▶ [YOUR GOAL]: Taking the entries below from the top, restate each line exactly and end with the line containing "use std::time::Duration;".

RECORDS FOR PROCESSING Block Start

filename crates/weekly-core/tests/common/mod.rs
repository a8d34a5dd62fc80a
pub mod page_server;
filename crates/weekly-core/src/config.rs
//! Settings snapshot read once per command from `~/.config/weeklytool/config.toml`.

use anyhow::{Context, Result};
use serde::{Deserialize, Serialize};
use std::fs;
use std::path::{Path, PathBuf};
use std::time::Duration;

/// `[smart_paste]` section: gates and tunes URL paste formatting.
#[derive(Debug, Clone, PartialEq, Eq, Serialize, Deserialize)]
#[serde(default)]
pub struct SmartPasteConfig {
    /// Master on/off switch.
    pub enabled: bool,
    /// Format pastes that have no recognized section above them with `* [Title](url)`.
    pub fallback_format: bool,
    /// Per-request timeout for the title fetch, in milliseconds.
    pub request_timeout_ms: u64,
}

impl Default for SmartPasteConfig {
    fn default() -> Self {
        Self {
            enabled: true,
            fallback_format: false,
            request_timeout_ms: 5000,
        }
    }
}

impl SmartPasteConfig {
    pub fn request_timeout(&self) -> Duration {
        Duration::from_millis(self.request_timeout_ms)
    }
}

/// Global configuration. Missing sections and keys take their defaults.
#[derive(Debug, Clone, Default, PartialEq, Eq, Serialize, Deserialize)]
#[serde(default)]
pub struct WeeklyConfig {
    pub smart_paste: SmartPasteConfig,
}

pub fn config_path() -> Result<PathBuf> {
    let xdg_dirs = xdg::BaseDirectories::with_prefix("weeklytool")?;
    Ok(xdg_dirs.place_config_file("config.toml")?)
}

/// Load configuration from an explicit file.
pub fn load_from(path: &Path) -> Result<WeeklyConfig> {
    let data =
        fs::read_to_string(path).with_context(|| format!("read config {}", path.display()))?;
    let cfg: WeeklyConfig =
        toml::from_str(&data).with_context(|| format!("parse config {}", path.display()))?;
    Ok(cfg)
}

/// Load configuration from disk, creating a default file if none exists.
pub fn load_or_init() -> Result<WeeklyConfig> {
    let path = config_path()?;
    if !path.exists() {
        let default_cfg = WeeklyConfig::default();
        let toml = toml::to_string_pretty(&default_cfg)?;
        if let Some(parent) = path.parent() {
            fs::create_dir_all(parent)?;
        }
        fs::write(&path, toml)?;
        tracing::info!("created default config at {}", path.display());
        return Ok(default_cfg);
    }

    load_from(&path)
}
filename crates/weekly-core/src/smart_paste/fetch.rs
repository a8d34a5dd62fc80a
//! Page fetch for title extraction.
//!
//! Uses the curl crate (libcurl) for a single GET. Redirects are not followed
//! by libcurl: exactly one hop is taken by hand, and whatever the second
//! response is gets accepted as-is (a second redirect is not chased).
//! Because libcurl's redirect protocol limits never apply, the hop target's
//! scheme is checked here.
//! Runs in the current thread; call from `spawn_blocking` if used from async code.

mod error;

pub use error::FetchError;

use std::str;
use std::sync::atomic::{AtomicBool, Ordering};
use std::time::{Duration, Instant};

/// Identifies the client to the remote site.
pub const USER_AGENT: &str = "WeeklyTool SmartPaste/0.0.1 (+vscode)";

/// One raw HTTP exchange: status, `Location` (if any) and body bytes.
#[derive(Debug, Clone)]
struct RawResponse {
    status: u32,
    location: Option<String>,
    body: Vec<u8>,
}

/// GETs `url` and returns its body as text, following at most one redirect.
///
/// `timeout` bounds connecting and any stretch with no bytes received; a page
/// that keeps streaming is not cut off. Only `http` and `https` are fetched,
/// for the pasted URL and the redirect target alike. If `abort` is set while
/// the transfer runs, the request is torn down and `FetchError::Cancelled` is
/// returned.
pub fn fetch_text(
    url: &str,
    timeout: Duration,
    abort: Option<&AtomicBool>,
) -> Result<String, FetchError> {
    let url = parse_http_url(url)?;
    let first = get_once(url.as_str(), timeout, abort)?;

    if (300..400).contains(&first.status) {
        if let Some(location) = first.location.as_deref() {
            let target = resolve_location(url.as_str(), location)?;
            tracing::debug!(status = first.status, from = %url, to = %target, "following redirect");
            let second = get_once(&target, timeout, abort)?;
            return into_text(second);
        }
    }

    into_text(first)
}

fn into_text(resp: RawResponse) -> Result<String, FetchError> {
    if resp.status >= 400 {
        return Err(FetchError::Http(resp.status));
    }
    Ok(String::from_utf8_lossy(&resp.body).into_owned())
}

fn require_http(url: url::Url) -> Result<url::Url, FetchError> {
    if matches!(url.scheme(), "http" | "https") {
        return Ok(url);
    }
    Err(FetchError::InvalidUrl(format!(
        "{}: scheme {} not allowed",
        url,
        url.scheme()
    )))
}

fn parse_http_url(raw: &str) -> Result<url::Url, FetchError> {
    let url = url::Url::parse(raw).map_err(|e| FetchError::InvalidUrl(format!("{raw}: {e}")))?;
    require_http(url)
}

/// Resolves a `Location` value against the URL that produced it.
/// Absolute targets pass through unchanged; anything but http(s) is refused.
pub(crate) fn resolve_location(base: &str, location: &str) -> Result<String, FetchError> {
    let base = parse_http_url(base)?;
    let target = base
        .join(location)
        .map_err(|e| FetchError::InvalidUrl(format!("{location}: {e}")))?;
    require_http(target).map(String::from)
}

fn is_aborted(abort: Option<&AtomicBool>) -> bool {
    abort.is_some_and(|a| a.load(Ordering::Relaxed))
}

/// Tracks time since the last received byte.
#[derive(Debug)]
pub(crate) struct IdleWatch {
    limit: Duration,
    last_bytes: f64,
    last_activity: Instant,
}

impl IdleWatch {
    pub(crate) fn new(limit: Duration, now: Instant) -> Self {
        Self {
            limit,
            last_bytes: 0.0,
            last_activity: now,
        }
    }

    /// Feeds the downloaded-byte counter; true once nothing arrived for `limit`.
    pub(crate) fn expired(&mut self, dlnow: f64, now: Instant) -> bool {
        if dlnow > self.last_bytes {
            self.last_bytes = dlnow;
            self.last_activity = now;
            return false;
        }
        now.saturating_duration_since(self.last_activity) >= self.limit
    }
}

fn get_once(
    url: &str,
    timeout: Duration,
    abort: Option<&AtomicBool>,
) -> Result<RawResponse, FetchError> {
    if is_aborted(abort) {
        return Err(FetchError::Cancelled);
    }

    let mut headers: Vec<String> = Vec::new();
    let mut body: Vec<u8> = Vec::new();
    let mut idle = IdleWatch::new(timeout, Instant::now());
    let mut idle_expired = false;

    let mut easy = curl::easy::Easy::new();
    easy.url(url).map_err(FetchError::from_curl)?;
    easy.get(true).map_err(FetchError::from_curl)?;
    easy.follow_location(false).map_err(FetchError::from_curl)?;
    easy.useragent(USER_AGENT).map_err(FetchError::from_curl)?;
    easy.connect_timeout(timeout).map_err(FetchError::from_curl)?;
    // Progress callbacks are off by default; they drive the abort and idle checks.
    easy.progress(true).map_err(FetchError::from_curl)?;

    let performed = {
        let mut transfer = easy.transfer();
        transfer
            .header_function(|data| {
                if let Ok(s) = str::from_utf8(data) {
                    headers.push(s.trim_end().to_string());
                }
                true
            })
            .map_err(FetchError::from_curl)?;
        transfer
            .write_function(|data| {
                body.extend_from_slice(data);
                Ok(data.len())
            })
            .map_err(FetchError::from_curl)?;
        transfer
            .progress_function(|_, dlnow, _, _| {
                if is_aborted(abort) {
                    return false;
                }
                if idle.expired(dlnow, Instant::now()) {
                    idle_expired = true;
                    return false;
                }
                true
            })
            .map_err(FetchError::from_curl)?;
        transfer.perform()
    };

    match performed {
        Ok(()) => {}
        Err(_) if idle_expired => return Err(FetchError::Timeout),
        Err(e) => return Err(FetchError::from_curl(e)),
    }

    let status = easy.response_code().map_err(FetchError::from_curl)?;
    Ok(RawResponse {
        status,
        location: location_header(&headers),
        body,
    })
}

/// Picks the `Location` header out of collected header lines.
pub(crate) fn location_header(lines: &[String]) -> Option<String> {
    lines.iter().find_map(|line| {
        let (name, value) = line.split_once(':')?;
        if !name.trim().eq_ignore_ascii_case("location") {
            return None;
        }
        let value = value.trim();
        (!value.is_empty()).then(|| value.to_string())
    })
}

#[cfg(test)]
mod tests {
    use super::*;

    #[test]
    fn location_header_found_case_insensitive() {
        let lines = [
            "HTTP/1.1 302 Found".to_string(),
            "content-type: text/html".to_string(),
            "LOCATION: https://example.com/next".to_string(),
        ];
        assert_eq!(
            location_header(&lines).as_deref(),
            Some("https://example.com/next")
        );
    }

    #[test]
    fn location_header_missing_or_empty() {
        let lines = ["HTTP/1.1 301 Moved".to_string(), "Location:   ".to_string()];
        assert!(location_header(&lines).is_none());
        assert!(location_header(&[]).is_none());
    }

    #[test]
    fn resolve_relative_location() {
        assert_eq!(
            resolve_location("https://example.com/a/b?q=1", "/c").unwrap(),
            "https://example.com/c"
        );
        assert_eq!(
            resolve_location("https://example.com/a/b", "d").unwrap(),
            "https://example.com/a/d"
        );
    }

    #[test]
    fn resolve_absolute_location_passes_through() {
        assert_eq!(
            resolve_location("https://example.com/a", "http://other.org/x").unwrap(),
            "http://other.org/x"
        );
    }

    #[test]
    fn resolve_against_bad_base_is_invalid_url() {
        assert!(matches!(
            resolve_location("not a url", "/x"),
            Err(FetchError::InvalidUrl(_))
        ));
    }

    #[test]
    fn redirect_to_non_http_scheme_refused() {
        for location in ["file:///etc/passwd", "ftp://example.com/x", "gopher://h/1"] {
            assert!(
                matches!(
                    resolve_location("https://example.com/a", location),
                    Err(FetchError::InvalidUrl(_))
                ),
                "{location}"
            );
        }
    }

    #[test]
    fn non_http_start_url_refused() {
        let r = fetch_text("file:///etc/hostname", Duration::from_secs(1), None);
        assert!(matches!(r, Err(FetchError::InvalidUrl(_))));
    }

    #[test]
    fn idle_watch_resets_on_progress() {
        let t0 = Instant::now();
        let mut idle = IdleWatch::new(Duration::from_millis(500), t0);
        assert!(!idle.expired(0.0, t0 + Duration::from_millis(400)));
        assert!(!idle.expired(100.0, t0 + Duration::from_millis(900)));
        assert!(!idle.expired(100.0, t0 + Duration::from_millis(1300)));
        assert!(idle.expired(100.0, t0 + Duration::from_millis(1400)));
    }

    #[test]
    fn idle_watch_expires_without_bytes() {
        let t0 = Instant::now();
        let mut idle = IdleWatch::new(Duration::from_millis(300), t0);
        assert!(idle.expired(0.0, t0 + Duration::from_millis(300)));
    }

    #[test]
    fn pre_aborted_fetch_never_connects() {
        let abort = AtomicBool::new(true);
        let r = fetch_text(
            "http://127.0.0.1:9/never",
            Duration::from_secs(1),
            Some(&abort),
        );
        assert!(matches!(r, Err(FetchError::Cancelled)));
    }
}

RECORDS FOR PROCESSING Block End

▶ [SOLUTION FOR THIS TASK]:
filename crates/weekly-core/tests/common/mod.rs
repository a8d34a5dd62fc80a
pub mod page_server;
filename crates/weekly-core/src/config.rs
//! Settings snapshot read once per command from `~/.config/weeklytool/config.toml`.

use anyhow::{Context, Result};
use serde::{Deserialize, Serialize};
use std::fs;
use std::path::{Path, PathBuf};
use std::time::Duration;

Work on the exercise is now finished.